* [TASK OBJECTIVE] Beneath this line is the data. Output exactly the lines from the line with "folder.join(NOMEDIA)" to the line with "let path = path.into();", both ends included, and nothing more.

* [PROVIDED RECORDS]
• • • • • • •
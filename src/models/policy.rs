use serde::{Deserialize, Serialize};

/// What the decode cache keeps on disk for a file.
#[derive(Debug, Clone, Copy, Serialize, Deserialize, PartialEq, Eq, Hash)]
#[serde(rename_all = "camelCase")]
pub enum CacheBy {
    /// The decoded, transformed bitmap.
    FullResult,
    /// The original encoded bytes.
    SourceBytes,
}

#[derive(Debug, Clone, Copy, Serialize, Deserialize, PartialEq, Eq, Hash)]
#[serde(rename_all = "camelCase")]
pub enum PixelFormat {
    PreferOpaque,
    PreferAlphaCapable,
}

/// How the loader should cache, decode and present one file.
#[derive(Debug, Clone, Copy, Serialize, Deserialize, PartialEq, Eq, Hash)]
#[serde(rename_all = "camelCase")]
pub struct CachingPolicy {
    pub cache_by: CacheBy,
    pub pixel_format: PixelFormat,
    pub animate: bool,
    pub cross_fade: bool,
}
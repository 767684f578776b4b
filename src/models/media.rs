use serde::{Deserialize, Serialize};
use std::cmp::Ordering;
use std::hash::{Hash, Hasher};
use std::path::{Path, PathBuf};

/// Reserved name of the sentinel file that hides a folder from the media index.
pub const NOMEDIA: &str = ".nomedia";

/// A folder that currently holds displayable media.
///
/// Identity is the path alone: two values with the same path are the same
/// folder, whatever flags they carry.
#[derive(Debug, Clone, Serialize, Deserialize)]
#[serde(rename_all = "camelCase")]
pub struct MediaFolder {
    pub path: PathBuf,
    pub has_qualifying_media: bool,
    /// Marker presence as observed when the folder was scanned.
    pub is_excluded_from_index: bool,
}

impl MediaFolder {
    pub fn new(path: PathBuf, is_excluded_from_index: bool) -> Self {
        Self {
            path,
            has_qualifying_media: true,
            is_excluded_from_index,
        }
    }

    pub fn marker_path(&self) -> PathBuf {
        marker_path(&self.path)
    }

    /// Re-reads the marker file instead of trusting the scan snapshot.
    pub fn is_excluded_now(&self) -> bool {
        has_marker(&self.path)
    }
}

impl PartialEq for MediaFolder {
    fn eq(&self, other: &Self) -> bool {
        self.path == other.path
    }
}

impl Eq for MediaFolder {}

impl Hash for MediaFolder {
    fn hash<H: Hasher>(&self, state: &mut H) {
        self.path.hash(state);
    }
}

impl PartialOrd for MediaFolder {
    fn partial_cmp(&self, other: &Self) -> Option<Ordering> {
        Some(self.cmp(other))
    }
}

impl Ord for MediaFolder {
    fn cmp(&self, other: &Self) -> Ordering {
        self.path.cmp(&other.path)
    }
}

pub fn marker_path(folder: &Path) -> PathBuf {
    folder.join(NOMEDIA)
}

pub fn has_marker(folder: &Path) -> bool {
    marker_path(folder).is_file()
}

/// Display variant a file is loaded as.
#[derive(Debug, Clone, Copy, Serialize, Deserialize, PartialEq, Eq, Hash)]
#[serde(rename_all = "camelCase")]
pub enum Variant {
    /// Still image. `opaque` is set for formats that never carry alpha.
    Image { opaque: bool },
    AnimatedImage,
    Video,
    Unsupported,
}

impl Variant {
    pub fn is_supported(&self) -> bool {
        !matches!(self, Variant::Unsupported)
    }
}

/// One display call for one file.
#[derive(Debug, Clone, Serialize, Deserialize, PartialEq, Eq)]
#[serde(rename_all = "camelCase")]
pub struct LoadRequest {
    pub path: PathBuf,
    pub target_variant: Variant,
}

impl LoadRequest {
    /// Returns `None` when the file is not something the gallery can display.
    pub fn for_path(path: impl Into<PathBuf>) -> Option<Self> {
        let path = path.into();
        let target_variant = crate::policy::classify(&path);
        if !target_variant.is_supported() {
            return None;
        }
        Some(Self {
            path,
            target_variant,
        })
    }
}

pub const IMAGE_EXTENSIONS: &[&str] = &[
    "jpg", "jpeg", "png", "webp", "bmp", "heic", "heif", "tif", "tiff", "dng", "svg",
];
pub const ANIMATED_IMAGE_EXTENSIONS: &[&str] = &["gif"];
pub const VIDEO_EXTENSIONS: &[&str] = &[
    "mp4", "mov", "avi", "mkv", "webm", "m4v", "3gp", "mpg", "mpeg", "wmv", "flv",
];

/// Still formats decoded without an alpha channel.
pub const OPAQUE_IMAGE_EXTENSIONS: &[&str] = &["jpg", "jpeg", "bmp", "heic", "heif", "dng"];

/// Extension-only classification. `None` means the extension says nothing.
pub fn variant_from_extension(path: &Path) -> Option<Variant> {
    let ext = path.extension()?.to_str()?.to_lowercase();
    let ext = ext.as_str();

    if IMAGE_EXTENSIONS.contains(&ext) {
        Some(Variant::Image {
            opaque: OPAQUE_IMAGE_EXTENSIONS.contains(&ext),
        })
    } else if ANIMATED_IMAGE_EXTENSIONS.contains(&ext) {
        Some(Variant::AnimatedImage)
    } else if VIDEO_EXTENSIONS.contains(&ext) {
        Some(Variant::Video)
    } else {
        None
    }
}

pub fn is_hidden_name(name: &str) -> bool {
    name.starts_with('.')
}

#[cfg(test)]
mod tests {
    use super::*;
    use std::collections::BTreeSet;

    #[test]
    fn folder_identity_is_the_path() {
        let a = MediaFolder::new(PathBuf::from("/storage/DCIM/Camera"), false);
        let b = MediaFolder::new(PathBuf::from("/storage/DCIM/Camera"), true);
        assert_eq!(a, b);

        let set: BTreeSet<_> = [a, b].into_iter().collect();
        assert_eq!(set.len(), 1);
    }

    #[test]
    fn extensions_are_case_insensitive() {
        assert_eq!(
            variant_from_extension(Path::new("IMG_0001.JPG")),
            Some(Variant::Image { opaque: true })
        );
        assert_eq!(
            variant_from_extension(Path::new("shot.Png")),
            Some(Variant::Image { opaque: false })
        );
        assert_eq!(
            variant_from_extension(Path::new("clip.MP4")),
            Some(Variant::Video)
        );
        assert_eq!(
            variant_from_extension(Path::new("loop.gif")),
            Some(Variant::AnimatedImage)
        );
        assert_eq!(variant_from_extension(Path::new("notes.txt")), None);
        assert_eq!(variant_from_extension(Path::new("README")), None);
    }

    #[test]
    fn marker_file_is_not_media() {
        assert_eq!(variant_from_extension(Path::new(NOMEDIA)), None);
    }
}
• • • • • • •
* [ANSWER FOR THIS EXERCISE]
    folder.join(NOMEDIA)
}

pub fn has_marker(folder: &Path) -> bool {
    marker_path(folder).is_file()
}

/// Display variant a file is loaded as.
#[derive(Debug, Clone, Copy, Serialize, Deserialize, PartialEq, Eq, Hash)]
#[serde(rename_all = "camelCase")]
pub enum Variant {
    /// Still image. `opaque` is set for formats that never carry alpha.
    Image { opaque: bool },
    AnimatedImage,
    Video,
    Unsupported,
}

impl Variant {
    pub fn is_supported(&self) -> bool {
        !matches!(self, Variant::Unsupported)
    }
}

/// One display call for one file.
#[derive(Debug, Clone, Serialize, Deserialize, PartialEq, Eq)]
#[serde(rename_all = "camelCase")]
pub struct LoadRequest {
    pub path: PathBuf,
    pub target_variant: Variant,
}

impl LoadRequest {
    /// Returns `None` when the file is not something the gallery can display.
    pub fn for_path(path: impl Into<PathBuf>) -> Option<Self> {
        let path = path.into();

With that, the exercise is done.